[Excerpts from a dataset]

+++++

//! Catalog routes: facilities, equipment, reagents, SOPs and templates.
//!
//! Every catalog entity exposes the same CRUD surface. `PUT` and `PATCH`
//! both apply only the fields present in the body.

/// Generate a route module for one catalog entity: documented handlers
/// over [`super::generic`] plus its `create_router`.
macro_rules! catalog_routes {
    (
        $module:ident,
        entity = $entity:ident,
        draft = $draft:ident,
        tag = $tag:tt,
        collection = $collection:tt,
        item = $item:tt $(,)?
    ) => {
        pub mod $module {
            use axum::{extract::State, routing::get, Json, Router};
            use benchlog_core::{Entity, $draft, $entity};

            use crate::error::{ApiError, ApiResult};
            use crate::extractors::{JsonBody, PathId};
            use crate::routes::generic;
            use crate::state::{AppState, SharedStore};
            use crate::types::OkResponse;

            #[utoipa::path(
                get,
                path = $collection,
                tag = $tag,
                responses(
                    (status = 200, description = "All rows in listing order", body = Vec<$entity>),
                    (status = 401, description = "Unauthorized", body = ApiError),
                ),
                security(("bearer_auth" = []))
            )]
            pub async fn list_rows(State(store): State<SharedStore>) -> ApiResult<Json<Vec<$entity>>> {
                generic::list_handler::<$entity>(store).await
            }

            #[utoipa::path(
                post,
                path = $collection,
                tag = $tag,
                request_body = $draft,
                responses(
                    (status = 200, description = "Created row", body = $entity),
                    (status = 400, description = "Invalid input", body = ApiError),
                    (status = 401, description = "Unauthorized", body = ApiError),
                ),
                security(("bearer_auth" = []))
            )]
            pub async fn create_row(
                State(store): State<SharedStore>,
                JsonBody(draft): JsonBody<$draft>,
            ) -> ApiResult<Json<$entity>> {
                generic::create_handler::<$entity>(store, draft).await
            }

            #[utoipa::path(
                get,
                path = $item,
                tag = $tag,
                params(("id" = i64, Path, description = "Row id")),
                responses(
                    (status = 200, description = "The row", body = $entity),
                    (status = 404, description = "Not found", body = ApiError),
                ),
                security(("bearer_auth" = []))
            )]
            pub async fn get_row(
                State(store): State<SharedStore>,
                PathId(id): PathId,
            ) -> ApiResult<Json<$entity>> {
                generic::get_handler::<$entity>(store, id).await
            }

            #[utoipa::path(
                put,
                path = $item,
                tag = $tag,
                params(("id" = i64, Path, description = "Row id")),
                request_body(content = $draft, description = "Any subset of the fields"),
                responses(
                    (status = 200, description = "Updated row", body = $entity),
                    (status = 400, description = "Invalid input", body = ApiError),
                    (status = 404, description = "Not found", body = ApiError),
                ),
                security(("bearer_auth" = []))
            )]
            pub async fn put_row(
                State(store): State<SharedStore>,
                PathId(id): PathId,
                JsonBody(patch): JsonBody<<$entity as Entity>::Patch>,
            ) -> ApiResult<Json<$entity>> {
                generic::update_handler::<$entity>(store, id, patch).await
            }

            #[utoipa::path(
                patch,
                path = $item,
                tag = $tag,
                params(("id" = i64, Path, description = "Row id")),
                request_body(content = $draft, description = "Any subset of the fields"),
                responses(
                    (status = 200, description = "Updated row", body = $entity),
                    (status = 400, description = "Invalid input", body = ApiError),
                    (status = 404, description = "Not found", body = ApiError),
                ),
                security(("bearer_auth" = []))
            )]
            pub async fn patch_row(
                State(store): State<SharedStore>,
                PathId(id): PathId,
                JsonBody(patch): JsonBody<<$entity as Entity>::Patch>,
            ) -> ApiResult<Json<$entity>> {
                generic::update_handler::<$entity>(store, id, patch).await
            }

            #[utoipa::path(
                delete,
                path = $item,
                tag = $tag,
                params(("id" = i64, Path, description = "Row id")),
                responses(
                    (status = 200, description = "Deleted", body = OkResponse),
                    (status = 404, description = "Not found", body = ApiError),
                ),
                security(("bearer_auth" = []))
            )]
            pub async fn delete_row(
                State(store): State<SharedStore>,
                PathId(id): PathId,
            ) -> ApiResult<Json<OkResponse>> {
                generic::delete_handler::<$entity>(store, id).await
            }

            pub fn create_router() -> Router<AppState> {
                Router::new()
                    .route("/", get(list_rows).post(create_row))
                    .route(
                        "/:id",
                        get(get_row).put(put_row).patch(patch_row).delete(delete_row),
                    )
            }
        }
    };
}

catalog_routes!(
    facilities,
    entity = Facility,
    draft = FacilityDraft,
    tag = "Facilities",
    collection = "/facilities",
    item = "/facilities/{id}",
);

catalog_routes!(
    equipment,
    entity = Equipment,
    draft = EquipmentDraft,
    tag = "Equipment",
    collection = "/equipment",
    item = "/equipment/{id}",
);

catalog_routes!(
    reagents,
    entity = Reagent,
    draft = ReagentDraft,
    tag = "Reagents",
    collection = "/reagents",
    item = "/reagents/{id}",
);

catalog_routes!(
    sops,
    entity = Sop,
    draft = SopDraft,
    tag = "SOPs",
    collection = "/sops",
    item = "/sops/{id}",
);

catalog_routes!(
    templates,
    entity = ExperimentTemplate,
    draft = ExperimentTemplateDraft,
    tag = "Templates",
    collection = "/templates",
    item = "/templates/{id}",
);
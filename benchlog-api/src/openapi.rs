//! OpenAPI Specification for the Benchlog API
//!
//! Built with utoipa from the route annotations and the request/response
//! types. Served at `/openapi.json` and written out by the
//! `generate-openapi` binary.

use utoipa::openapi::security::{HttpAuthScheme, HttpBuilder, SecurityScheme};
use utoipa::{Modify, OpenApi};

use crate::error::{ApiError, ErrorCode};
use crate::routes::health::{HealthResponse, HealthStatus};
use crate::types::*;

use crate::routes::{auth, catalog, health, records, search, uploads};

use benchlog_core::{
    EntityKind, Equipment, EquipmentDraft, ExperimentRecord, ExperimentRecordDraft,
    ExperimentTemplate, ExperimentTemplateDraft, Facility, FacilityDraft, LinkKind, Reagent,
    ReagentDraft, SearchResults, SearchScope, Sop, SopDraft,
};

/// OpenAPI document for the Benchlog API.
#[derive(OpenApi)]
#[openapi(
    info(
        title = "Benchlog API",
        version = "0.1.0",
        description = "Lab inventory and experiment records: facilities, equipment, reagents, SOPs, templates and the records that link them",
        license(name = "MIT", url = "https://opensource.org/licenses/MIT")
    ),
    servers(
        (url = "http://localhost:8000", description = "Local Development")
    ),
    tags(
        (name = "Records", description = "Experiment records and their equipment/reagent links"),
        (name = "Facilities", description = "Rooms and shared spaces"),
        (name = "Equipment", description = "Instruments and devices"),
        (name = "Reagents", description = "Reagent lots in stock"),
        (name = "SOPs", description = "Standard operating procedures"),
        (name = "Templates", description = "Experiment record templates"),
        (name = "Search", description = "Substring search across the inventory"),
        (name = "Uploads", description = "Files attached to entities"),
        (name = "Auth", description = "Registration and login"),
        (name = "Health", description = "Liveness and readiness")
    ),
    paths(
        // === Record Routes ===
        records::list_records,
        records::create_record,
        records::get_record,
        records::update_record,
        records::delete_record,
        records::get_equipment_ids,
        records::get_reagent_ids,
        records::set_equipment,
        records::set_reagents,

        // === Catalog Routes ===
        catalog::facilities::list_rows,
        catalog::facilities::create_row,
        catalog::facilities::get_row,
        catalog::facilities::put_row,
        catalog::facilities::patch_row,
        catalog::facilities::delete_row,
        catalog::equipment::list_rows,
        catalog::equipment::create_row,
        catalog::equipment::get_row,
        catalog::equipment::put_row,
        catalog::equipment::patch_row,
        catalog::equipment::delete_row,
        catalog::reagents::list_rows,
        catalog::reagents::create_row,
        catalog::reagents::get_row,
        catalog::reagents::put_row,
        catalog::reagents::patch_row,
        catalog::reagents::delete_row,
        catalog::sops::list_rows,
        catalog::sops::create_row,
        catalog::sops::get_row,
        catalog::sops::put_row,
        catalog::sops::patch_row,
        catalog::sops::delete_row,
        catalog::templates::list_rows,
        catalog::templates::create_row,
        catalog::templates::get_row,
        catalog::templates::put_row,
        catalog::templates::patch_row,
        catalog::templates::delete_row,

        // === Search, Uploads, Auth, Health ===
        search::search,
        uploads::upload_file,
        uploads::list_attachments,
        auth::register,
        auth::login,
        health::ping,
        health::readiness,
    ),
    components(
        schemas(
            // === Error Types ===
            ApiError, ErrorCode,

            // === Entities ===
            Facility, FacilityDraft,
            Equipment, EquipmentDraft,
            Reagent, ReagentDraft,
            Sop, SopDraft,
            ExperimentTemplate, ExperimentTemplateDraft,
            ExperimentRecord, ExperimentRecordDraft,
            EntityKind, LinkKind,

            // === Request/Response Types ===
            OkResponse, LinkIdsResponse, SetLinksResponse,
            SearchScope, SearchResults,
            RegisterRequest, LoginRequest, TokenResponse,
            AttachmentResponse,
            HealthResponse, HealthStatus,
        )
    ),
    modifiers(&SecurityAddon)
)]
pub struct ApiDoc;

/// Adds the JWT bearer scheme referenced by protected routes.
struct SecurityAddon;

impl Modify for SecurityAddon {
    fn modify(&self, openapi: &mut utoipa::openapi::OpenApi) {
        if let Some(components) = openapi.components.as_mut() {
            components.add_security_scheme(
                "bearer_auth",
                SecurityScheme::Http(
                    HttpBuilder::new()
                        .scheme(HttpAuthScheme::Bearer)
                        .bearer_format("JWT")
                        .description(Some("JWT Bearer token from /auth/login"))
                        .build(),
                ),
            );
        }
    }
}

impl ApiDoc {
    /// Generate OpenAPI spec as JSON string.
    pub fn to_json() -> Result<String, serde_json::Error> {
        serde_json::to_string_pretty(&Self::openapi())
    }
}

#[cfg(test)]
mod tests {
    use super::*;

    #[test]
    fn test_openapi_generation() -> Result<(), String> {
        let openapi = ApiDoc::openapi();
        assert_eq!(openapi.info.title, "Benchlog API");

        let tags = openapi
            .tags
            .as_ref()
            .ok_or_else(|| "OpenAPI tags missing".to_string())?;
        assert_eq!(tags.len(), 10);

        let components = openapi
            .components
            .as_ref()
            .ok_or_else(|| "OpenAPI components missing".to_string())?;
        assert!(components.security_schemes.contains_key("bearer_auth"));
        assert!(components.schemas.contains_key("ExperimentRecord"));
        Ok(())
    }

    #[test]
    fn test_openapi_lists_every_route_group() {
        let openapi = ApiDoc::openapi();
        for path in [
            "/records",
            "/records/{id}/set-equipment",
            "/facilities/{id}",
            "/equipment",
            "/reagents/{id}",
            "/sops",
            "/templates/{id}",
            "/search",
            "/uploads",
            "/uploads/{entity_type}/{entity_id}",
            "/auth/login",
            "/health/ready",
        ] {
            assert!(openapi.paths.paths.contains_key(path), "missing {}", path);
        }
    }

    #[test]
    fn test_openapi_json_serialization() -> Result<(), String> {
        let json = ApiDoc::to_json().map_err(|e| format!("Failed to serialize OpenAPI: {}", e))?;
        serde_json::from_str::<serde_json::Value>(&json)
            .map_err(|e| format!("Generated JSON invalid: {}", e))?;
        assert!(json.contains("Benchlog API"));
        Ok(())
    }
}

+++++

Please tally the lines of the entries that contain the string "missing" and reply with the count alone.

3